> [Exercise]:
Everything from the line with "pub fn new(db: Database, data_dir: &Path)" to the last line of the material below is what to reproduce, exactly and with no other lines.

═══ Task data ═══

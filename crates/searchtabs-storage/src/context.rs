//! Engine storage context
//!
//! One `StorageContext` exists per process. Every tab's rendering surface is
//! bound to it, so all sessions share one cache and one cookie store.

use serde::{Deserialize, Serialize};
use std::path::{Path, PathBuf};

use crate::database::Database;

/// Directory under the app data dir holding the engine cache and cookies.
pub const PROFILE_DIR_NAME: &str = "searchtabs_profile";

/// HTTP cache limit handed to the engine (100 MB).
pub const CACHE_MAX_BYTES: u64 = 100 * 1024 * 1024;

#[derive(Debug, Clone, PartialEq, Eq, Serialize, Deserialize)]
pub struct StorageContext {
    name: String,
    path: PathBuf,
    cache_max_bytes: u64,
    /// Cookies are written to the profile directory and survive restarts
    persistent_cookies: bool,
}

impl StorageContext {
    pub fn name(&self) -> &str {
        &self.name
    }

    pub fn path(&self) -> &Path {
        &self.path
    }

    pub fn cache_max_bytes(&self) -> u64 {
        self.cache_max_bytes
    }

    pub fn persistent_cookies(&self) -> bool {
        self.persistent_cookies
    }
}

/// Owns the profile location and the reset protocol around it.
pub struct StorageManager {
    pub(crate) db: Database,
    pub(crate) profile_path: PathBuf,
}

impl StorageManager {
    pub fn new(db: Database, data_dir: &Path) -> Self {
        Self {
            db,
            profile_path: data_dir.join(PROFILE_DIR_NAME),
        }
    }

    pub fn profile_path(&self) -> &Path {
        &self.profile_path
    }

    /// Build the process-wide storage context.
    ///
    /// Must be called once per process, after `apply_pending_reset`. The
    /// directory itself is created lazily by the engine.
    pub fn setup_context(&self) -> StorageContext {
        let context = StorageContext {
            name: PROFILE_DIR_NAME.to_string(),
            path: self.profile_path.clone(),
            cache_max_bytes: CACHE_MAX_BYTES,
            persistent_cookies: true,
        };

        tracing::info!(
            path = %context.path.display(),
            cache_max_bytes = context.cache_max_bytes,
            "Storage context set up"
        );

        context
    }
}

═══

> [Expected output]:
    pub fn new(db: Database, data_dir: &Path) -> Self {
        Self {
            db,
            profile_path: data_dir.join(PROFILE_DIR_NAME),
        }
    }

    pub fn profile_path(&self) -> &Path {
        &self.profile_path
    }

    /// Build the process-wide storage context.
    ///
    /// Must be called once per process, after `apply_pending_reset`. The
    /// directory itself is created lazily by the engine.
    pub fn setup_context(&self) -> StorageContext {
        let context = StorageContext {
            name: PROFILE_DIR_NAME.to_string(),
            path: self.profile_path.clone(),
            cache_max_bytes: CACHE_MAX_BYTES,
            persistent_cookies: true,
        };

        tracing::info!(
            path = %context.path.display(),
            cache_max_bytes = context.cache_max_bytes,
            "Storage context set up"
        );

        context
    }
}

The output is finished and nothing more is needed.